Togaware DATA MINING
Desktop Survival Guide
by Graham Williams
Google

Memory Usage

On MS/Windows you may need to set the memory size for use by R using the command-line flag -max-mem-size. The amount of memory currently in use and allocated to the R process is given by the memory.size function (only available on MS/Windows).

The example below indicates that some 470MB is in use, altogether about 1GB has been allocated.



> memory.size()			# Current memory in use: 470MB



[1] 477706008



> memory.size(TRUE)		# Current memory allocated: 1GB



[1] 1050681344

The memory limit currently in force in R is reported by the memory.limit function (also MS/Windows specific) which can be used to set the limit.



> memory.limit()		# Current memory limit: 1GB



[1] 1073741824



> memory.limit(2073741824)	# New memory limit: 2GB



NULL



> memory.limit()



[1] 2684354560

A suggested process is to work with a subset of all the data loaded in memory, using a dataset small enough to make this viable. Explore the data, explore for the choice of models, and prototype the final analysis using this smaller dataset. For the final full analyses one may need to allow R to run overnight with enough RAM.

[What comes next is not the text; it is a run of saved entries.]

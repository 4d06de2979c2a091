//! 4.C Maildir Filename Codec.
//!
//! Encodes/decodes the `:2,<sorted-flags>` suffix and canonicalises a
//! basename to its flag-less identity key.

/// Flags recovered from (or to be written into) a Maildir filename suffix.
#[derive(Clone, Debug, Default, Eq, PartialEq)]
pub struct DecodedFlags {
    pub read: bool,
    pub flagged: bool,
    pub replied: bool,
    pub deleted: bool,
    /// Any suffix letters outside `FRST`, preserved verbatim (sorted on
    /// the next encode, never dropped).
    pub preserved: Option<String>,
}

/// Decodes a Maildir basename's `:2,<flags>` suffix, if present.
///
/// `flag_safe`: per spec §4.C, a `T`-flagged message that is also
/// `F`-flagged is not treated as user-deleted when this is enabled (it
/// survived being flagged after being trashed).
pub fn decode_with_flag_safe(basename: &str, flag_safe: bool) -> DecodedFlags {
    let mut out = DecodedFlags::default();

    let suffix = match basename.rfind(':') {
        Some(idx) => &basename[idx + 1..],
        None => return out,
    };

    let flags = match suffix.strip_prefix("2,") {
        Some(flags) => flags,
        None => return out,
    };

    let mut preserved = String::new();
    for c in flags.chars() {
        match c {
            'F' => out.flagged = true,
            'R' => out.replied = true,
            'S' => out.read = true,
            'T' => out.deleted = true,
            other => preserved.push(other),
        }
    }

    if out.deleted && out.flagged && flag_safe {
        out.deleted = false;
    }

    if !preserved.is_empty() {
        out.preserved = Some(preserved);
    }

    out
}

/// [`decode_with_flag_safe`] with `flag_safe` off, the common case used by
/// the scanner's initial pass (4.D) before a mailbox's config is known to
/// matter).
pub fn decode(basename: &str) -> DecodedFlags {
    decode_with_flag_safe(basename, false)
}

/// Builds the `:2,<sorted-flags>` suffix for the given flag state.
///
/// Returns an empty string (no suffix at all) only when there are no
/// flags, the message is not `old`, and there are no preserved letters —
/// matching `new/`-style unsuffixed names.
pub fn encode(
    flagged: bool,
    replied: bool,
    read: bool,
    deleted: bool,
    old: bool,
    preserved: Option<&str>,
) -> String {
    let mut chars: Vec<char> = Vec::new();
    if flagged {
        chars.push('F');
    }
    if replied {
        chars.push('R');
    }
    if read {
        chars.push('S');
    }
    if deleted {
        chars.push('T');
    }
    if let Some(p) = preserved {
        chars.extend(p.chars());
    }

    if chars.is_empty() {
        if old {
            return ":2,".to_string();
        }
        return String::new();
    }

    chars.sort_unstable();
    let flags: String = chars.into_iter().collect();
    format!(":2,{flags}")
}

/// Drops everything from the last `:` onward, producing the identity key
/// shared by a message's `new/<uniq>` and `cur/<uniq>:2,<flags>` forms.
pub fn canonicalize(basename: &str) -> &str {
    match basename.rfind(':') {
        Some(idx) => &basename[..idx],
        None => basename,
    }
}

#[cfg(test)]
mod tests {
    use super::*;

    #[test]
    fn round_trip_all_flag_combinations() {
        let flag_bits = [true, false];
        for &flagged in &flag_bits {
            for &replied in &flag_bits {
                for &read in &flag_bits {
                    for &deleted in &flag_bits {
                        let encoded = encode(flagged, replied, read, deleted, false, Some("X"));
                        let decoded = decode(&format!("uniq{encoded}"));
                        assert_eq!(decoded.flagged, flagged);
                        assert_eq!(decoded.replied, replied);
                        assert_eq!(decoded.read, read);
                        assert_eq!(decoded.deleted, deleted);
                        assert_eq!(decoded.preserved.as_deref(), Some("X"));
                    }
                }
            }
        }
    }

    #[test]
    fn concrete_encoding() {
        assert_eq!(encode(true, false, true, false, false, Some("X")), ":2,FSX");
    }

    #[test]
    fn flag_safe_untrashes_flagged_messages() {
        let decoded = decode_with_flag_safe("uniq:2,FT", true);
        assert!(decoded.flagged);
        assert!(!decoded.deleted);

        let decoded = decode_with_flag_safe("uniq:2,FT", false);
        assert!(decoded.deleted);
    }

    #[test]
    fn canonicalize_strips_suffix() {
        assert_eq!(canonicalize("uniq:2,FS"), "uniq");
        assert_eq!(canonicalize("uniq"), "uniq");
    }

    #[test]
    fn no_flags_emits_empty_suffix() {
        assert_eq!(encode(false, false, false, false, false, None), "");
    }
}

A data frame of 150,000 rows and some 55 columns will be about 500MB of RAM.

Also, note the difference between data frames and arrays/matrices. For example, rbind'ing data frames is much more expensive than rbind'ing arrays/matrices. An array/matrix must have all data of the same data type in each column while data frames can have different data types in different columns. A number of functions are written to handle either data frames or matrices (e.g., rpart) and it is best, if possible, to use a matrix in these cases. The coercion back to a data frame can always be done afterwards.

Be aware that to convert a data frame to a matrix we can use the as.matrix function:



> m <- as.matrix(dframe)

However, if there are any character columns, all the data is converted to character.

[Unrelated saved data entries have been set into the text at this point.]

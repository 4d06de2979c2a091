//! 4.I New Message Allocation — temp-file staging and collision-free
//! commit for both Maildir and MH, plus the umask helper shared by both.

use std::{
    fs::{self, File, OpenOptions},
    io::{self, ErrorKind},
    path::{Path, PathBuf},
    process,
    sync::atomic::{AtomicU64, Ordering},
    time::{SystemTime, UNIX_EPOCH},
};

#[cfg(unix)]
use std::os::unix::fs::PermissionsExt;

use gethostname::gethostname;

use crate::{Error, Result};

static COUNTER: AtomicU64 = AtomicU64::new(0);

fn hostname() -> String {
    gethostname()
        .into_string()
        .unwrap_or_else(|_| "localhost".to_string())
}

/// A pseudo-random 64-bit token, unique per process per call. Not
/// cryptographic — only needs to make concurrent writers from the same
/// host collide with vanishing probability, same contract as the `R<n>`
/// component of a Maildir unique name.
fn rand64() -> u64 {
    let nanos = SystemTime::now()
        .duration_since(UNIX_EPOCH)
        .map(|d| d.subsec_nanos() as u64)
        .unwrap_or(0);
    let counter = COUNTER.fetch_add(1, Ordering::SeqCst);
    let pid = process::id() as u64;
    nanos
        .wrapping_mul(0x9E37_79B9_7F4A_7C15)
        .wrapping_add(counter.wrapping_shl(16))
        .wrapping_add(pid)
}

fn now_secs() -> u64 {
    SystemTime::now()
        .duration_since(UNIX_EPOCH)
        .map(|d| d.as_secs())
        .unwrap_or(0)
}

/// `0777 & ~<mode of dir>`, falling back to `077` if `dir` can't be
/// stat'd (4.F: "On first open, take `mh_umask`...").
pub fn umask_for_dir(dir: &Path) -> u32 {
    #[cfg(unix)]
    {
        match fs::metadata(dir) {
            Ok(meta) => 0o777 & !(meta.permissions().mode() & 0o777),
            Err(_) => 0o077,
        }
    }
    #[cfg(not(unix))]
    {
        let _ = dir;
        0o077
    }
}

/// 4.I "Temp file": repeatedly generates
/// `<dir>/.<prefix>-<host>-<pid>-<rand64>` and opens it `O_CREAT|O_EXCL`,
/// retrying only on `EEXIST`.
pub fn new_temp_in(dir: &Path, prefix: &str) -> io::Result<(File, PathBuf)> {
    let host = hostname();
    let pid = process::id();

    loop {
        let name = format!(".{prefix}-{host}-{pid}-{:x}", rand64());
        let path = dir.join(name);
        match OpenOptions::new()
            .write(true)
            .create_new(true)
            .mode_0600()
            .open(&path)
        {
            Ok(file) => return Ok((file, path)),
            Err(err) if err.kind() == ErrorKind::AlreadyExists => continue,
            Err(err) => return Err(err),
        }
    }
}

/// Small extension so the temp file's initial mode is `0600` regardless
/// of the process umask (§9 design notes: "the temp file's initial mode
/// matters for security").
trait Mode0600 {
    fn mode_0600(&mut self) -> &mut Self;
}

impl Mode0600 for OpenOptions {
    #[cfg(unix)]
    fn mode_0600(&mut self) -> &mut Self {
        use std::os::unix::fs::OpenOptionsExt;
        self.mode(0o600)
    }

    #[cfg(not(unix))]
    fn mode_0600(&mut self) -> &mut Self {
        self
    }
}

/// The `<subdir>.<ts>.R<rand64>.<host>` stem shared between a Maildir
/// message's `tmp/` staging name and its committed `new/`/`cur/` name.
pub struct MaildirUniqueName {
    pub ts: u64,
    pub rand: u64,
    pub host: String,
}

impl MaildirUniqueName {
    pub fn generate() -> Self {
        Self {
            ts: now_secs(),
            rand: rand64(),
            host: hostname(),
        }
    }

    pub fn regenerate(&mut self) {
        self.ts = now_secs();
        self.rand = rand64();
    }

    pub fn stem(&self) -> String {
        format!("{}.R{:x}.{}", self.ts, self.rand, self.host)
    }
}

/// Creates a staging file under `<root>/tmp/` for a new Maildir message.
/// `suffix` is the flag encoding with `deleted` temporarily cleared by the
/// caller, so a `T` flag never leaks into `tmp/`.
pub fn maildir_stage(root: &Path, name: &MaildirUniqueName, suffix: &str) -> Result<(File, PathBuf)> {
    let tmp_dir = root.join("tmp");
    let rel = PathBuf::from("tmp").join(format!("{}{}", name.stem(), suffix));
    let abs = root.join(&rel);
    let file = OpenOptions::new()
        .write(true)
        .create_new(true)
        .mode_0600()
        .open(&abs)
        .map_err(Error::Io)?;
    let _ = tmp_dir;
    Ok((file, rel))
}

/// Commits a staged Maildir message from `tmp/` into `new/` or `cur/`,
/// retrying with a fresh timestamp/random token on `EEXIST`.
pub fn maildir_commit(
    root: &Path,
    tmp_rel: &Path,
    subdir: &'static str,
    name: &mut MaildirUniqueName,
    suffix: &str,
) -> Result<PathBuf> {
    let tmp_abs = root.join(tmp_rel);
    const MAX_ATTEMPTS: u32 = 64;

    for attempt in 0..MAX_ATTEMPTS {
        let rel = PathBuf::from(subdir).join(format!("{}{}", name.stem(), suffix));
        let abs = root.join(&rel);
        match fs::rename(&tmp_abs, &abs) {
            Ok(()) => return Ok(rel),
            Err(err) if err.kind() == ErrorKind::AlreadyExists && attempt + 1 < MAX_ATTEMPTS => {
                name.regenerate();
                continue;
            }
            Err(err) if is_cross_device(&err) => return Err(Error::CrossDevice(tmp_abs)),
            Err(err) => {
                return Err(Error::RenameFailed {
                    from: tmp_abs,
                    to: abs,
                    source: err,
                })
            }
        }
    }

    Err(Error::AllocationExhausted(root.join(subdir)))
}

/// Creates a staging file under the MH mailbox root.
pub fn mh_stage(root: &Path) -> Result<(File, PathBuf)> {
    new_temp_in(root, "mh").map_err(Error::Io)
}

/// Commits a staged MH message: scans `root` for the highest existing
/// numeric filename and renames the temp file to `hi + 1`, retrying on
/// `EEXIST` by incrementing further (3.Invariants: "allocated as
/// `1 + max(existing-numeric-filename, already-allocated-in-this-commit)`").
pub fn mh_commit(root: &Path, tmp_abs: &Path) -> Result<(u64, PathBuf)> {
    let mut next = crate::mh::filename::max_numeric(root)? + 1;
    const MAX_ATTEMPTS: u32 = 1000;

    for _ in 0..MAX_ATTEMPTS {
        let rel = PathBuf::from(next.to_string());
        let abs = root.join(&rel);
        match fs::rename(tmp_abs, &abs) {
            Ok(()) => return Ok((next, rel)),
            Err(err) if err.kind() == ErrorKind::AlreadyExists => {
                next += 1;
                continue;
            }
            Err(err) if is_cross_device(&err) => return Err(Error::CrossDevice(tmp_abs.to_path_buf())),
            Err(err) => {
                return Err(Error::RenameFailed {
                    from: tmp_abs.to_path_buf(),
                    to: abs,
                    source: err,
                })
            }
        }
    }

    Err(Error::AllocationExhausted(root.to_path_buf()))
}

#[cfg(unix)]
fn is_cross_device(err: &io::Error) -> bool {
    err.raw_os_error() == Some(libc_exdev())
}

#[cfg(not(unix))]
fn is_cross_device(_err: &io::Error) -> bool {
    false
}

#[cfg(unix)]
fn libc_exdev() -> i32 {
    18 // EXDEV is stable across Unix targets this crate supports.
}

#[cfg(test)]
mod tests {
    use super::*;

    #[test]
    fn maildir_commit_retries_on_collision() {
        let dir = tempfile::tempdir().unwrap();
        fs::create_dir(dir.path().join("tmp")).unwrap();
        fs::create_dir(dir.path().join("new")).unwrap();

        let mut name = MaildirUniqueName {
            ts: 1_500_000_000,
            rand: 1,
            host: "h".into(),
        };
        let (file, tmp_rel) = maildir_stage(dir.path(), &name, "").unwrap();
        drop(file);

        // Pre-create the target the first attempt would pick, forcing a retry.
        fs::write(dir.path().join("new").join(name.stem()), b"").unwrap();

        let committed = maildir_commit(dir.path(), &tmp_rel, "new", &mut name, "").unwrap();
        assert_ne!(committed, PathBuf::from("new").join("1500000000.R1.h"));
        assert!(dir.path().join(&committed).exists());
    }

    #[test]
    fn mh_commit_allocates_max_plus_one() {
        let dir = tempfile::tempdir().unwrap();
        fs::write(dir.path().join("1"), b"").unwrap();
        fs::write(dir.path().join("3"), b"").unwrap();
        fs::write(dir.path().join("4"), b"").unwrap();
        fs::write(dir.path().join(",2"), b"").unwrap();

        let (file, tmp) = mh_stage(dir.path()).unwrap();
        drop(file);
        let (n, rel) = mh_commit(dir.path(), &tmp).unwrap();
        assert_eq!(n, 5);
        assert_eq!(rel, PathBuf::from("5"));
    }
}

To obtain an estimate of the amount of memory being used by an object in R use the object.size function:



> object.size(ds)		# Object ds is using 181MB



[1] 181694428

The following function can be used to explore memory requirements:



> sizes <- function(rows, cols=1)
    {
      testListLength <- 1000
      cellSize <- object.size(seq(0.5, testListLength/2, 0.5))/testListLength
      cells <- rows * cols
      required <- cells * cellSize
      if (required > 1e12)
        result <- sprintf("%dTB", required %/% 1e12)
      else if (required > 1e9)
        result <- sprintf("%dGB", required %/% 1e9)
      else if (required > 1e6)
        result <- sprintf("%dMB", required %/% 1e6)
      else if (required > 1e3)
        result <- sprintf("%dKB", required %/% 1e3)
      else
        result <- sprintf("%dBytes", required)
      return(result)
    }

For example, on a 32bit machine, a 1 million row dataset with 400 columns might require about 3GB of memory:



> sizes(1000000, 400)



[1] "3GB"

Heuristic Andrew's blog, posted 4 January 2010, adds an example of plotting the memory usage of objects.

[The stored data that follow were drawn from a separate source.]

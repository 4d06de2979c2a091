//! Shared test doubles for the integration suites: a real RFC 822 header
//! parser built on `mail-parser` (standing in for the embedder's own
//! parser) and an in-memory header cache.

use std::{collections::HashMap, io::Read, path::Path};

use mailbox::{
    email::{HeaderParser, ParsedHeaders},
    header_cache::{CachedHeader, HeaderCache},
    Result,
};

pub struct MailParserHeaders;

impl HeaderParser for MailParserHeaders {
    fn parse_headers(&self, reader: &mut dyn Read) -> Result<ParsedHeaders> {
        let mut bytes = Vec::new();
        reader.read_to_end(&mut bytes)?;

        let content_offset = body_offset(&bytes);
        let received = mail_parser::MessageParser::new()
            .parse(&bytes)
            .and_then(|msg| msg.date().map(unix_timestamp))
            .unwrap_or(0);

        Ok(ParsedHeaders {
            content_offset,
            received,
        })
    }
}

/// Offset of the first body byte: the position right after the first
/// blank line, accepting either line ending.
fn body_offset(bytes: &[u8]) -> u64 {
    let crlf = bytes.windows(4).position(|w| w == b"\r\n\r\n").map(|i| i + 4);
    let lf = bytes.windows(2).position(|w| w == b"\n\n").map(|i| i + 2);
    match (crlf, lf) {
        (Some(a), Some(b)) => a.min(b) as u64,
        (Some(a), None) => a as u64,
        (None, Some(b)) => b as u64,
        (None, None) => bytes.len() as u64,
    }
}

/// Days since the Unix epoch for a proleptic-Gregorian date (Howard
/// Hinnant's `days_from_civil`). Used instead of pulling in chrono just for
/// test fixtures.
fn days_from_civil(y: i64, m: u32, d: u32) -> i64 {
    let y = if m <= 2 { y - 1 } else { y };
    let era = if y >= 0 { y } else { y - 399 } / 400;
    let yoe = y - era * 400;
    let mp = (m as i64 + 9) % 12;
    let doy = (153 * mp + 2) / 5 + d as i64 - 1;
    let doe = yoe * 365 + yoe / 4 - yoe / 100 + doy;
    era * 146097 + doe - 719468
}

fn unix_timestamp(dt: &mail_parser::DateTime) -> i64 {
    let days = days_from_civil(dt.year as i64, dt.month as u32, dt.day as u32);
    let tz_secs = dt.tz_hour as i64 * 3600 + dt.tz_minute as i64 * 60;
    let tz_sign = if dt.tz_before_gmt { -1 } else { 1 };
    days * 86400 + dt.hour as i64 * 3600 + dt.minute as i64 * 60 + dt.second as i64 - tz_sign * tz_secs
}

/// A header cache backed by a plain `HashMap`, so tests can assert a
/// second scan hits the cache instead of re-parsing.
#[derive(Default)]
pub struct InMemoryHeaderCache {
    entries: HashMap<String, CachedHeader>,
    pub fetches: usize,
    pub stores: usize,
}

impl HeaderCache for InMemoryHeaderCache {
    fn open(&mut self, _path: &Path) -> Result<()> {
        Ok(())
    }

    fn fetch(&mut self, key: &str) -> Result<Option<CachedHeader>> {
        self.fetches += 1;
        Ok(self.entries.get(key).cloned())
    }

    fn store(&mut self, key: &str, entry: &CachedHeader) -> Result<()> {
        self.stores += 1;
        self.entries.insert(key.to_string(), entry.clone());
        Ok(())
    }

    fn delete(&mut self, key: &str) -> Result<()> {
        self.entries.remove(key);
        Ok(())
    }

    fn close(&mut self) -> Result<()> {
        Ok(())
    }
}

pub fn sample_message(subject: &str) -> Vec<u8> {
    format!(
        "From: a@example.com\r\nTo: b@example.com\r\nSubject: {subject}\r\nDate: Tue, 1 Jul 2025 10:00:00 +0000\r\n\r\nHello, {subject}.\r\n"
    )
    .into_bytes()
}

First we create some example variables:



> k1 <- 1:1000
> k2 <- 1:10000
> k3 <- 1:100000

Now print the aggregate memory usage statistics (only needed on MS/Windows - otherwise Inf for infinity is printed):



> print(paste('R is using', memory.size(), 'MB out of a limit of', memory.limit(), 'MB'))



[1] "R is using Inf MB out of a limit of Inf MB"

We can create a function to calculate the memory consumption of a collection of objects:



> object.sizes <- function(obs=ls(envir=.GlobalEnv))
  {
    return(rev(sort(sapply(obs, 
                           function (object.name)
                           object.size(get(object.name))))))
  }
> object.sizes(c("k1", "k2", "k3"))



    k3     k2     k1 
400040  40040   4040

This is usefully presented as a bar plot:



> barplot(object.sizes(c("k1", "k2", "k3")),
  	main="Memory usage by object", ylab="Bytes", xlab="Variable name",
  	col=heat.colors(length(object.sizes())))

Image dmsurvivor-r:language:print_memory_usage_barplot

Some prefer the dot chart:



> dotchart(object.sizes(c("k1", "k2", "k3")), 
           main="Memory usage by object", xlab="Bytes")

Image dmsurvivor-r:language:print_memory_usage_dotchart

And it's always good to avoid the pie chart (difficult to compare angular segments) but in this case it is not too bad:



> pie(object.sizes(c("k1", "k2", "k3")), main="Memory usage by object")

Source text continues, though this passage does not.